Oregon brewers and vintners could see a dramatic rise in the cost of doing business if a new bill making its way through the state legislature passes.
Oregon House Bill 3296 seeks to increase the state’s beer tax by 2,800% and wine tax by 1,700%. Officials in Oregon’s wine industry say the bill would result in a $2 or more price increase on every bottle of wine sold in the state. Beer and cider could see even bigger jumps.
Oregon has become a hub for the beer and wine industry. At the end of 2019, the state was home to 908 wineries and 1,297 vineyards, according to the Oregon Wine Board.
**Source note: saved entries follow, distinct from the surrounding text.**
//! Serialized match format used by persistence.

use serde::{Deserialize, Deserializer, Serialize};
use thiserror::Error;

use crate::{Archetype, CellIndex, Side, Unit};

/// Errors raised while encoding or decoding a [`MatchSnapshot`].
#[derive(Debug, Error)]
pub enum SnapshotError {
    /// The payload is not valid JSON.
    #[error("match payload is malformed: {0}")]
    Malformed(#[source] serde_json::Error),
    /// The payload is valid JSON but does not describe a match.
    #[error("match payload is invalid: {0}")]
    Invalid(#[source] serde_json::Error),
    /// The snapshot could not be written.
    #[error("failed to encode match: {0}")]
    Encode(#[source] serde_json::Error),
}

/// Persisted statistics of a single unit.
#[derive(Clone, Copy, Debug, PartialEq, Serialize, Deserialize)]
pub struct UnitRecord {
    /// Unit level.
    pub level: u32,
    /// Attack value.
    pub attack: f64,
    /// Defence value.
    pub defence: f64,
    /// Health value.
    pub health: f64,
    /// Unit archetype.
    pub archetype: Archetype,
}

impl UnitRecord {
    /// Rebuilds the unit described by the record. Health is clamped to range.
    #[must_use]
    pub fn to_unit(&self) -> Unit {
        Unit::from_parts(
            self.level,
            self.attack,
            self.defence,
            self.health,
            self.archetype,
        )
    }
}

impl From<&Unit> for UnitRecord {
    fn from(unit: &Unit) -> Self {
        Self {
            level: unit.level(),
            attack: unit.attack(),
            defence: unit.defence(),
            health: unit.health(),
            archetype: unit.archetype(),
        }
    }
}

/// A persisted unit together with its board position.
#[derive(Clone, Copy, Debug, PartialEq, Serialize, Deserialize)]
#[serde(rename_all = "camelCase")]
pub struct PlacedRecord {
    /// Unit statistics.
    pub unit: UnitRecord,
    /// Row-major cell the unit occupies.
    pub board_index: CellIndex,
}

/// Complete persisted state of a match.
///
/// Missing or `null` fields decode to their defaults: player turn, turn
/// number one, level one, zero scores, cleared flags and empty rosters.
#[derive(Clone, Debug, PartialEq, Serialize, Deserialize)]
#[serde(rename_all = "camelCase")]
pub struct MatchSnapshot {
    /// Side holding the turn.
    #[serde(default, deserialize_with = "null_as_default")]
    pub turn: Side,
    /// Current turn number.
    #[serde(default = "one", deserialize_with = "null_as_one")]
    pub turn_number: u32,
    /// Current score.
    #[serde(default, deserialize_with = "null_as_default")]
    pub score: u64,
    /// Best score ever observed.
    #[serde(default, deserialize_with = "null_as_default")]
    pub best_score: u64,
    /// Whether the match was lost.
    #[serde(default, deserialize_with = "null_as_default")]
    pub game_over: bool,
    /// Whether the match was won.
    #[serde(default, deserialize_with = "null_as_default")]
    pub game_completed: bool,
    /// Current level.
    #[serde(default = "one", deserialize_with = "null_as_one")]
    pub level: u32,
    /// Player units on the board.
    #[serde(default, deserialize_with = "null_as_default")]
    pub player_placed: Vec<PlacedRecord>,
    /// Computer units on the board.
    #[serde(default, deserialize_with = "null_as_default")]
    pub enemy_placed: Vec<PlacedRecord>,
}

impl Default for MatchSnapshot {
    fn default() -> Self {
        Self {
            turn: Side::Player,
            turn_number: 1,
            score: 0,
            best_score: 0,
            game_over: false,
            game_completed: false,
            level: 1,
            player_placed: Vec::new(),
            enemy_placed: Vec::new(),
        }
    }
}

impl MatchSnapshot {
    /// Encodes the snapshot as JSON text.
    pub fn to_json(&self) -> Result<String, SnapshotError> {
        serde_json::to_string(self).map_err(SnapshotError::Encode)
    }

    /// Decodes a snapshot from JSON text.
    ///
    /// Syntax errors and unknown archetypes fail the whole decode.
    pub fn from_json(text: &str) -> Result<Self, SnapshotError> {
        serde_json::from_str(text).map_err(|error| {
            if error.is_data() {
                SnapshotError::Invalid(error)
            } else {
                SnapshotError::Malformed(error)
            }
        })
    }

    /// Placed records for the provided side.
    #[must_use]
    pub fn placed(&self, side: Side) -> &[PlacedRecord] {
        match side {
            Side::Player => &self.player_placed,
            Side::Computer => &self.enemy_placed,
        }
    }
}

const fn one() -> u32 {
    1
}

fn null_as_default<'de, D, T>(deserializer: D) -> Result<T, D::Error>
where
    D: Deserializer<'de>,
    T: Deserialize<'de> + Default,
{
    Ok(Option::<T>::deserialize(deserializer)?.unwrap_or_default())
}

fn null_as_one<'de, D>(deserializer: D) -> Result<u32, D::Error>
where
    D: Deserializer<'de>,
{
    Ok(Option::<u32>::deserialize(deserializer)?.unwrap_or_else(one))
}

#[cfg(test)]
mod tests {
    use super::*;

    fn populated() -> MatchSnapshot {
        let mut swordsman = Unit::at_level(Archetype::Swordsman, 2);
        swordsman.set_health(61.5);
        MatchSnapshot {
            turn: Side::Computer,
            turn_number: 4,
            score: 120,
            best_score: 300,
            game_over: false,
            game_completed: false,
            level: 2,
            player_placed: vec![PlacedRecord {
                unit: UnitRecord::from(&swordsman),
                board_index: CellIndex::new(9),
            }],
            enemy_placed: vec![PlacedRecord {
                unit: UnitRecord::from(&Unit::new(Archetype::Daemon)),
                board_index: CellIndex::new(54),
            }],
        }
    }

    #[test]
    fn populated_match_round_trips() {
        let snapshot = populated();
        let json = snapshot.to_json().expect("encode");
        assert_eq!(MatchSnapshot::from_json(&json).expect("decode"), snapshot);
    }

    #[test]
    fn default_match_round_trips() {
        let json = MatchSnapshot::default().to_json().expect("encode");
        assert_eq!(
            MatchSnapshot::from_json(&json).expect("decode"),
            MatchSnapshot::default()
        );
    }

    #[test]
    fn uses_camel_case_field_names() {
        let json = populated().to_json().expect("encode");
        for field in [
            "\"turnNumber\"",
            "\"bestScore\"",
            "\"gameOver\"",
            "\"gameCompleted\"",
            "\"playerPlaced\"",
            "\"enemyPlaced\"",
            "\"boardIndex\"",
            "\"archetype\":\"swordsman\"",
            "\"turn\":\"computer\"",
        ] {
            assert!(json.contains(field), "missing {field} in {json}");
        }
    }

    #[test]
    fn partial_payload_fills_defaults() {
        let snapshot = MatchSnapshot::from_json(
            r#"{"score": 30, "turnNumber": null, "level": null, "enemyPlaced": null}"#,
        )
        .expect("decode");
        assert_eq!(snapshot.score, 30);
        assert_eq!(snapshot.turn, Side::Player);
        assert_eq!(snapshot.turn_number, 1);
        assert_eq!(snapshot.level, 1);
        assert!(snapshot.player_placed.is_empty());
        assert!(snapshot.enemy_placed.is_empty());

        assert_eq!(
            MatchSnapshot::from_json("{}").expect("decode"),
            MatchSnapshot::default()
        );
    }

    #[test]
    fn unknown_archetype_fails_decode() {
        let payload = r#"{"playerPlaced": [{"unit": {"level": 1, "attack": 1, "defence": 1,
            "health": 50, "archetype": "dragon"}, "boardIndex": 3}]}"#;
        assert!(matches!(
            MatchSnapshot::from_json(payload),
            Err(SnapshotError::Invalid(_))
        ));
    }

    #[test]
    fn malformed_json_fails_decode() {
        assert!(matches!(
            MatchSnapshot::from_json("{\"score\": "),
            Err(SnapshotError::Malformed(_))
        ));
    }

    #[test]
    fn record_clamps_health_when_rebuilt() {
        let record = UnitRecord {
            level: 3,
            attack: 20.0,
            defence: 20.0,
            health: 140.0,
            archetype: Archetype::Bowman,
        };
        let unit = record.to_unit();
        assert_eq!(unit.health(), 100.0);
        assert_eq!(unit.level(), 3);
    }
}
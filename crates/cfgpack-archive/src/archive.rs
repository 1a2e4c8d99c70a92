//! The in-memory config archive and its canonical entry order.

use std::cmp::Ordering;
use std::collections::HashSet;

use bytes::Bytes;
use cfgpack_types::{compute_version_hash_for_entries, ContentHash};
use chrono::{DateTime, Utc};
use icu_collator::{Collator, CollatorOptions, Strength};
use tracing::warn;

use crate::entry::ConfigArchiveEntry;
use crate::error::{ArchiveError, ArchiveResult};

/// An immutable, versioned bundle of named entries.
///
/// Entries are kept in canonical order (see [`sort_entries`]) and the
/// `version` is the fold of their `(name, hash)` pairs in that order.
#[derive(Clone, Debug, PartialEq, Eq)]
pub struct ConfigArchive {
    version: ContentHash,
    created_at: DateTime<Utc>,
    entries: Vec<ConfigArchiveEntry>,
}

impl ConfigArchive {
    /// Build an archive, sorting the entries and computing the version.
    ///
    /// Fails if two entries share a name.
    pub fn new(created_at: DateTime<Utc>, mut entries: Vec<ConfigArchiveEntry>) -> ArchiveResult<Self> {
        sort_entries(&mut entries)?;
        ensure_unique_names(entries.iter().map(ConfigArchiveEntry::name))?;
        let version = compute_version_hash(&entries);
        Ok(Self {
            version,
            created_at,
            entries,
        })
    }

    /// Assemble an archive from stored parts without reordering or rehashing.
    ///
    /// Use [`test_archive_version`] to check that `version` matches.
    pub fn from_parts(
        version: ContentHash,
        created_at: DateTime<Utc>,
        entries: Vec<ConfigArchiveEntry>,
    ) -> Self {
        Self {
            version,
            created_at,
            entries,
        }
    }

    /// An archive with no entries. Its version is [`ContentHash::ONE`].
    pub fn empty(created_at: DateTime<Utc>) -> Self {
        Self {
            version: compute_version_hash(&[]),
            created_at,
            entries: Vec::new(),
        }
    }

    pub fn version(&self) -> ContentHash {
        self.version
    }

    pub fn created_at(&self) -> DateTime<Utc> {
        self.created_at
    }

    pub fn entries(&self) -> &[ConfigArchiveEntry] {
        &self.entries
    }

    pub fn into_entries(self) -> Vec<ConfigArchiveEntry> {
        self.entries
    }

    pub fn len(&self) -> usize {
        self.entries.len()
    }

    pub fn is_empty(&self) -> bool {
        self.entries.is_empty()
    }

    /// Look up an entry by exact name.
    pub fn entry(&self, name: &str) -> Option<&ConfigArchiveEntry> {
        self.entries.iter().find(|e| e.name() == name)
    }

    /// Payload of the named entry.
    pub fn entry_bytes(&self, name: &str) -> Option<&Bytes> {
        self.entry(name).map(ConfigArchiveEntry::bytes)
    }

    pub fn contains(&self, name: &str) -> bool {
        self.entry(name).is_some()
    }

    /// Version recomputed from the entries in their stored order.
    pub fn computed_version(&self) -> ContentHash {
        compute_version_hash(&self.entries)
    }
}

/// Fold the `(name, hash)` pairs of `entries` into a version hash.
///
/// The fold is order-sensitive and this function does not sort: pass entries
/// in canonical order to reproduce an archive's stored version.
pub fn compute_version_hash(entries: &[ConfigArchiveEntry]) -> ContentHash {
    compute_version_hash_for_entries(entries.iter().map(|e| (e.name(), e.hash())))
}

/// Check that an archive's stored version matches its entries.
pub fn test_archive_version(archive: &ConfigArchive) -> ArchiveResult<()> {
    let computed = archive.computed_version();
    if computed != archive.version() {
        warn!(
            stored = %archive.version(),
            %computed,
            "config archive version does not match its contents"
        );
        return Err(ArchiveError::VersionMismatch {
            stored: archive.version(),
            computed,
        });
    }
    Ok(())
}

/// Fail with [`ArchiveError::DuplicateEntryName`] on the first repeated name.
pub(crate) fn ensure_unique_names<'a>(names: impl IntoIterator<Item = &'a str>) -> ArchiveResult<()> {
    let mut seen = HashSet::new();
    for name in names {
        if !seen.insert(name) {
            return Err(ArchiveError::DuplicateEntryName(name.to_string()));
        }
    }
    Ok(())
}

/// Comparer for entry names.
///
/// Names are ordered by Unicode root-locale collation at tertiary strength,
/// which is what culture-invariant string comparison resolves to. Names the
/// collator considers equal are ordered by code point so the order is total.
pub struct EntryNameOrder {
    collator: Collator,
}

impl EntryNameOrder {
    pub fn new() -> ArchiveResult<Self> {
        let mut options = CollatorOptions::new();
        options.strength = Some(Strength::Tertiary);
        let collator = Collator::try_new(&Default::default(), options)
            .map_err(|e| ArchiveError::Config(format!("cannot create name collator: {e}")))?;
        Ok(Self { collator })
    }

    pub fn compare(&self, a: &str, b: &str) -> Ordering {
        self.collator.compare(a, b).then_with(|| a.cmp(b))
    }
}

/// Sort entries into canonical archive order.
pub fn sort_entries(entries: &mut [ConfigArchiveEntry]) -> ArchiveResult<()> {
    let order = EntryNameOrder::new()?;
    entries.sort_by(|a, b| order.compare(a.name(), b.name()));
    Ok(())
}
It’s considered by many the best region in the country for Pinot Noir wines.
Most of the wineries are small, though, with 75% producing fewer than 5,000 cases per year, and industry advocates say the astounding leap in taxes would force many of them to close.
The Brewers Association says 311 craft breweries were operating in the state at the end of 2019. And many, such as Portland’s Great Notion, are critically acclaimed.
The pandemic has hit both industries hard, though. Wine tasting-room sales in the state are down 80% since the start of the pandemic. And dozens of breweries have been forced to close.
Supporters of the bill say the tax increase—and accompanying retail price uptick—will reduce underage and binge drinking. The tax money will be invested in treatment and recovery programs.
“Closures due to COVID-19, coupled with the unprecedented wildfires this fall, have had a devastating impact on Oregon’s breweries, wineries, cideries, distilleries, restaurants, bars, and hospitality sector,” said the Oregon Brewers Guild in a statement. “The last thing these local businesses need are the unprecedented tax increases proposed in the House Bill 3296.”